Dans les sous-bois habituellement mouvementés, où règnent les babouins, à la fois timides et agressifs et les ents corrompus, rien ne bougeait. Comme s’ils avaient été désertés. Sous les gigantesques arbres, des feuillus plus petits s’épanouissaient. Sauf un, que Cianech remarqua, parce qu’il était la source des croassements.
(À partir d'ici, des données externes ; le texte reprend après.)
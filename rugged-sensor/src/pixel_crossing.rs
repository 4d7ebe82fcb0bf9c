use nalgebra::Vector3;

use crate::brent::find_root;
use crate::error::SensorError;
use crate::line_sensor::LineSensor;

const COARSE_PIXEL_ACCURACY: f64 = 0.01;
const REFINEMENT_STEP: f64 = 1.0e-3;

/// The pixel a target direction crosses, at a line already fixed by
/// [`crate::mean_plane_crossing::SensorMeanPlaneCrossing`].
#[derive(Debug, Clone, Copy)]
pub struct SensorPixel {
    /// Fractional pixel at which the target direction crosses the
    /// sensor's lines of sight.
    pub pixel: f64,
}

/// Solves, for a fixed acquisition line, which pixel's line of sight
/// points at a given target direction.
///
/// Combines a coarse Brent root-find (bracketing the pixel to within
/// [`COARSE_PIXEL_ACCURACY`]) with one analytic Newton refinement step
/// against the local two-pixel plane, avoiding the extra LOS evaluations
/// a tighter Brent tolerance would cost.
pub struct SensorPixelCrossing<'a> {
    sensor: &'a LineSensor,
    line: f64,
    max_evaluations: usize,
}

impl<'a> SensorPixelCrossing<'a> {
    /// Builds a solver for `sensor` at the (already known) acquisition
    /// `line`.
    pub fn new(sensor: &'a LineSensor, line: f64, max_evaluations: usize) -> Self {
        Self { sensor, line, max_evaluations }
    }

    fn los(&self, pixel: f64) -> Vector3<f64> {
        self.sensor.los(pixel, self.line)
    }

    /// Signed cross-track position of `target` relative to the pixel `p`'s
    /// line of sight, projected onto the mean plane normal: positive on
    /// one side of the crossing pixel, negative on the other, zero at the
    /// crossing.
    fn crossing_function(&self, target: Vector3<f64>, mean_plane_normal: Vector3<f64>, pixel: f64) -> f64 {
        self.los(pixel).cross(&target).dot(&mean_plane_normal)
    }

    /// Finds the pixel whose line of sight, at this solver's line, points
    /// at `target` (a unit direction in the spacecraft frame).
    ///
    /// # Errors
    ///
    /// Returns [`SensorError::InvalidStep`] if no sign change brackets a
    /// crossing pixel among `[0, pixel_count - 1]`.
    pub fn locate(&self, target: Vector3<f64>, mean_plane_normal: Vector3<f64>) -> Result<SensorPixel, SensorError> {
        let count = self.sensor.pixel_count();
        let samples: Vec<f64> = (0..count)
            .map(|p| self.crossing_function(target, mean_plane_normal, p as f64))
            .collect();

        let mut bracket = None;
        for i in 0..count.saturating_sub(1) {
            if samples[i] == 0.0 {
                bracket = Some((i as f64, i as f64));
                break;
            }
            if samples[i].signum() != samples[i + 1].signum() {
                bracket = Some((i as f64, (i + 1) as f64));
                break;
            }
        }
        let (lo, hi) = bracket.ok_or(SensorError::InvalidStep { step: f64::NAN })?;

        let coarse = if lo == hi {
            lo
        } else {
            find_root(
                |p| self.crossing_function(target, mean_plane_normal, p),
                lo,
                hi,
                COARSE_PIXEL_ACCURACY,
                self.max_evaluations,
            )
        };

        Ok(SensorPixel { pixel: self.refine(target, coarse) })
    }

    /// One analytic Newton step refining `coarse` against the local plane
    /// spanned by the two pixels bracketing it: `beta` is the angle
    /// between `target` and that plane's normal, which equals `pi/2`
    /// exactly when `target` lies in the plane (i.e. at the true
    /// crossing); `Delta p = (pi/2 - beta) / beta'` with `beta'` estimated
    /// by a small forward finite difference.
    fn refine(&self, target: Vector3<f64>, coarse: f64) -> f64 {
        let base = coarse.floor().clamp(0.0, (self.sensor.pixel_count() - 2) as f64);
        let beta_at = |p: f64| -> f64 {
            let normal = self.los(p).cross(&self.los(p + 1.0));
            let norm = normal.norm();
            if norm == 0.0 {
                return std::f64::consts::FRAC_PI_2;
            }
            target.dot(&(normal / norm)).clamp(-1.0, 1.0).acos()
        };

        let beta = beta_at(base + (coarse - base));
        let beta_shifted = beta_at((base + (coarse - base) + REFINEMENT_STEP).min(base + 1.0));
        let beta_rate = (beta_shifted - beta) / REFINEMENT_STEP;
        if beta_rate.abs() < 1e-12 {
            return coarse;
        }
        let delta = (std::f64::consts::FRAC_PI_2 - beta) / beta_rate;
        (coarse + delta).clamp(base, base + 1.0)
    }
}

#[cfg(test)]
mod tests {
    use super::*;
    use crate::line_datation::AffineLineDatation;
    use crate::time_dependent_los::PolynomialLos;
    use approx::assert_abs_diff_eq;

    fn sensor() -> LineSensor {
        let datation = AffineLineDatation::new("2020-01-01T00:00:00Z".parse().unwrap(), 0.0, 20.0).unwrap();
        let los = PolynomialLos::new([vec![0.0, 0.001], vec![0.0], vec![1.0]], 2000).unwrap();
        LineSensor::new("test", Vector3::zeros(), datation, los, 0.0, 1999.0).unwrap()
    }

    #[test]
    fn locates_the_pixel_pointing_exactly_at_its_own_los() {
        let s = sensor();
        let target_pixel = 640.3;
        let target = s.los(target_pixel, 0.0);
        let mean_plane_normal = s.mean_plane_normal(0.0).unwrap();
        let crossing = SensorPixelCrossing::new(&s, 0.0, 100);
        let found = crossing.locate(target, mean_plane_normal).unwrap();
        assert_abs_diff_eq!(found.pixel, target_pixel, epsilon = 0.05);
    }
}
use crate::C;

/// One of the reference ellipsoid definitions exposed by the builder
/// configuration (spec §6).
#[derive(Debug, Clone, Copy, PartialEq, Eq, serde::Serialize, serde::Deserialize)]
#[allow(missing_docs)]
pub enum EllipsoidId {
    Grs80,
    Wgs84,
    Iers96,
    Iers2003,
}

impl EllipsoidId {
    /// Returns the (equatorial radius, flattening) pair for this ellipsoid,
    /// in meters and dimensionless ratio respectively.
    pub fn parameters(self) -> (C, C) {
        match self {
            // GRS80 and the IERS conventions all share GRS80's defining
            // parameters; WGS84 differs in the least significant digits of
            // its flattening.
            EllipsoidId::Grs80 | EllipsoidId::Iers96 | EllipsoidId::Iers2003 => {
                (6_378_137.0, 1.0 / 298.257_222_101)
            }
            EllipsoidId::Wgs84 => (6_378_137.0, 1.0 / 298.257_223_563),
        }
    }
}

/// Identifier for the inertial frame an orbit/attitude sample is expressed
/// in. The actual frame realization (precession/nutation models, EOP
/// corrections, …) is the astrodynamics library's concern and out of scope
/// here; this tag exists so [`crate::Ellipsoid`] and the frame-transform
/// interpolator can check two configurations agree without pulling in that
/// machinery.
#[derive(Debug, Clone, Copy, PartialEq, Eq, Hash, serde::Serialize, serde::Deserialize)]
#[allow(missing_docs)]
pub enum InertialFrameId {
    Gcrf,
    Eme2000,
    Mod,
    Tod,
    Veis1950,
}

/// Identifier for the Earth-fixed body frame. See [`InertialFrameId`] for
/// why this is a tag rather than a frame implementation.
#[derive(Debug, Clone, Copy, PartialEq, Eq, Hash, serde::Serialize, serde::Deserialize)]
#[allow(missing_docs)]
pub enum BodyFrameId {
    Itrf,
    ItrfEquinox,
    Gtod,
}

/// An oblate spheroid reference ellipsoid.
///
/// Holds only the geometric parameters needed by the ray-intersection
/// helpers in this crate; it does not itself perform frame transforms.
#[derive(Debug, Clone, Copy, PartialEq)]
pub struct Ellipsoid {
    /// Equatorial radius, meters.
    pub a: C,
    /// Flattening, dimensionless.
    pub f: C,
    /// The body-fixed frame this ellipsoid's coordinates are expressed in.
    pub body_frame: BodyFrameId,
    a2: C,
    b2: C,
}

impl Ellipsoid {
    /// Builds an ellipsoid from its defining parameters.
    pub fn new(a: C, f: C, body_frame: BodyFrameId) -> Self {
        let b = a * (1.0 - f);
        Self {
            a,
            f,
            body_frame,
            a2: a * a,
            b2: b * b,
        }
    }

    /// Builds an ellipsoid from one of the named presets.
    pub fn from_id(id: EllipsoidId, body_frame: BodyFrameId) -> Self {
        let (a, f) = id.parameters();
        Self::new(a, f, body_frame)
    }

    /// Returns a copy of `self` inflated (or deflated) so that its surface
    /// sits at constant altitude `h` above the original surface along the
    /// normal direction. Used by the `ConstantElevation` intersection
    /// algorithm, which treats terrain as ellipsoid-plus-offset.
    ///
    /// This is an approximation (it is not a true offset surface for an
    /// oblate spheroid) but matches the reference implementation's
    /// `ConstantElevationAlgorithm`, which inflates `a` and `b` uniformly.
    pub fn shifted(&self, h: C) -> Self {
        let b = (self.b2).sqrt();
        let a = self.a + h;
        let b = b + h;
        Self {
            a,
            f: 1.0 - b / a,
            body_frame: self.body_frame,
            a2: a * a,
            b2: b * b,
        }
    }

    /// Squared equatorial radius.
    pub fn a2(&self) -> C {
        self.a2
    }

    /// Squared polar radius.
    pub fn b2(&self) -> C {
        self.b2
    }

    /// Polar radius, meters.
    pub fn b(&self) -> C {
        self.b2.sqrt()
    }

    /// First eccentricity squared, `e^2 = (a^2 - b^2) / a^2`.
    pub fn e2(&self) -> C {
        (self.a2 - self.b2) / self.a2
    }

    /// Radius of curvature in the prime vertical at geodetic latitude `lat`.
    pub fn transverse_radius_of_curvature(&self, lat: C) -> C {
        let sin_lat = lat.sin();
        self.a / (1.0 - self.e2() * sin_lat * sin_lat).sqrt()
    }

    /// Radius of curvature in the meridian at geodetic latitude `lat`.
    pub fn meridian_radius_of_curvature(&self, lat: C) -> C {
        let sin_lat = lat.sin();
        let denom = (1.0 - self.e2() * sin_lat * sin_lat).sqrt();
        self.a * (1.0 - self.e2()) / (denom * denom * denom)
    }

    /// Converts a body-frame Cartesian point to geodetic coordinates using
    /// Bowring's method (a couple of Newton iterations on the geodetic
    /// latitude; converges in 2-3 iterations for terrestrial eccentricities).
    pub fn to_geodetic(&self, position: nalgebra::Vector3<C>) -> crate::GeodeticPoint {
        let (x, y, z) = (position.x, position.y, position.z);
        let longitude = y.atan2(x);
        let p = (x * x + y * y).sqrt();
        let e2 = self.e2();
        let b = self.b();
        let mut lat = (z / p / (1.0 - e2)).atan();
        for _ in 0..5 {
            let sin_lat = lat.sin();
            let n = self.a / (1.0 - e2 * sin_lat * sin_lat).sqrt();
            lat = ((z + e2 * n * sin_lat) / p).atan();
        }
        let sin_lat = lat.sin();
        let n = self.a / (1.0 - e2 * sin_lat * sin_lat).sqrt();
        let altitude = if lat.cos().abs() > 1e-12 {
            p / lat.cos() - n
        } else {
            z.abs() - b
        };
        crate::GeodeticPoint::new(lat, longitude, altitude)
    }

    /// Approximates the geodetic coordinates of `position` by linearizing
    /// around `origin` in `origin`'s local East-North-Up tangent plane,
    /// instead of [`to_geodetic`](Self::to_geodetic)'s Newton iteration.
    ///
    /// `origin` is assumed to already sit on (or near) the ellipsoid
    /// surface; its radii of curvature are reused for every point converted
    /// against it. Accuracy degrades with distance from `origin` and with
    /// altitude, so this is only suitable for points a tile cell or two
    /// away from where `origin` was taken. Used by the Duvenhage
    /// intersection algorithm's flat-body variant (§4.3).
    pub fn to_geodetic_flat(&self, origin: crate::GeodeticPoint, position: nalgebra::Vector3<C>) -> crate::GeodeticPoint {
        let (sin_lat, cos_lat) = origin.latitude.sin_cos();
        let (sin_lon, cos_lon) = origin.longitude.sin_cos();
        let east = nalgebra::Vector3::new(-sin_lon, cos_lon, 0.0);
        let north = nalgebra::Vector3::new(-sin_lat * cos_lon, -sin_lat * sin_lon, cos_lat);
        let up = nalgebra::Vector3::new(cos_lat * cos_lon, cos_lat * sin_lon, sin_lat);

        let d = position - self.to_cartesian(origin);
        let d_north = d.dot(&north);
        let d_east = d.dot(&east);
        let d_up = d.dot(&up);

        let m = self.meridian_radius_of_curvature(origin.latitude);
        let n = self.transverse_radius_of_curvature(origin.latitude);
        crate::GeodeticPoint::new(
            origin.latitude + d_north / m,
            origin.longitude + d_east / (n * cos_lat),
            origin.altitude + d_up,
        )
    }

    /// Converts a geodetic point to a body-frame Cartesian point.
    pub fn to_cartesian(&self, point: crate::GeodeticPoint) -> nalgebra::Vector3<C> {
        let sin_lat = point.latitude.sin();
        let cos_lat = point.latitude.cos();
        let n = self.a / (1.0 - self.e2() * sin_lat * sin_lat).sqrt();
        let x = (n + point.altitude) * cos_lat * point.longitude.cos();
        let y = (n + point.altitude) * cos_lat * point.longitude.sin();
        let z = (n * (1.0 - self.e2()) + point.altitude) * sin_lat;
        nalgebra::Vector3::new(x, y, z)
    }
}

#[cfg(test)]
mod tests {
    use super::*;
    use approx::assert_abs_diff_eq;

    fn wgs84() -> Ellipsoid {
        Ellipsoid::from_id(EllipsoidId::Wgs84, BodyFrameId::Itrf)
    }

    #[test]
    fn geodetic_roundtrip() {
        let e = wgs84();
        let gp = crate::GeodeticPoint::new(0.5, 1.2, 1000.0);
        let cart = e.to_cartesian(gp);
        let back = e.to_geodetic(cart);
        assert_abs_diff_eq!(back.latitude, gp.latitude, epsilon = 1e-12);
        assert_abs_diff_eq!(back.longitude, gp.longitude, epsilon = 1e-12);
        assert_abs_diff_eq!(back.altitude, gp.altitude, epsilon = 1e-6);
    }

    #[test]
    fn equatorial_point_has_zero_latitude() {
        let e = wgs84();
        let p = nalgebra::Vector3::new(e.a, 0.0, 0.0);
        let gp = e.to_geodetic(p);
        assert_abs_diff_eq!(gp.latitude, 0.0, epsilon = 1e-9);
        assert_abs_diff_eq!(gp.altitude, 0.0, epsilon = 1e-6);
    }

    #[test]
    fn flat_body_matches_exact_conversion_at_the_origin_itself() {
        let e = wgs84();
        let origin = crate::GeodeticPoint::new(0.3, 1.1, 50.0);
        let approx = e.to_geodetic_flat(origin, e.to_cartesian(origin));
        assert_abs_diff_eq!(approx.latitude, origin.latitude, epsilon = 1e-12);
        assert_abs_diff_eq!(approx.longitude, origin.longitude, epsilon = 1e-12);
        assert_abs_diff_eq!(approx.altitude, origin.altitude, epsilon = 1e-9);
    }

    #[test]
    fn flat_body_diverges_from_exact_conversion_a_few_kilometers_away() {
        let e = wgs84();
        let origin = crate::GeodeticPoint::new(0.3, 1.1, 0.0);
        let nearby = crate::GeodeticPoint::new(0.301, 1.101, 0.0);
        let point = e.to_cartesian(nearby);

        let exact = e.to_geodetic(point);
        let flat = e.to_geodetic_flat(origin, point);

        // Both approximate the same point closely, but not identically: the
        // flat-body linearization ignores the ellipsoid's curvature between
        // `origin` and `nearby`.
        assert_abs_diff_eq!(flat.latitude, exact.latitude, epsilon = 1e-6);
        assert!((flat.latitude - exact.latitude).abs() > 1e-12 || (flat.longitude - exact.longitude).abs() > 1e-12);
    }
}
L’arbre était de couleur grisâtre, l’écorce se détachait de-ci, de-là en copeaux entiers. Nulle feuille, juste des branches blafardes, étiques sur lesquelles… se tenaient des dizaines de corbeaux, imposants, au plumage d’un noir lustré, au bec plus noir que le plus sombre ébène.

L’arbre aux corbeaux…

Je m’approche prudemment. Les croassements cessent et tout les oiseaux tournent leurs yeux d’onyx vers moi, me jaugeant, me jugeant. Moi, je cherche mon Bran. Celui qui est devenu une partie de moi-même. J’en oublie le danger, et toute chose.

Je m’approche trop près…


Les corbeaux s’envolèrent, dans un grand bruit, groupés. Puis, comme une tornade, ils tournèrent autour de l’arbre. Leurs ailes semblaient toucher le sol, c’était une mêlée chaotique, où ergots se croisaient avec bec et plumes noires. Et inexorablement, la mêlée se resserra, devenant une ombre noire, mouvante. Plus de corbeaux, juste un fantôme aux contours flous.

La forme de la silhouette se précisa, grande, humanoïde. Cianech recula, médusé. L’heure de la confrontation était ainsi venue, car il ne faisait pas de doute dans son cœur que c’était là ce qu’il avait réveillé.

L’être avait l’aspect d’un homme, d’un celte. Son visage, dans l’obscurité, n’était pas visible, et les rares rayons de Lune montraient qu’il portait une cape, avec une capuche. Il était immobile, mais le barde savait que sous les ténèbres de la cape, deux yeux le dardaient. Un nouveau croassement se fit entendre.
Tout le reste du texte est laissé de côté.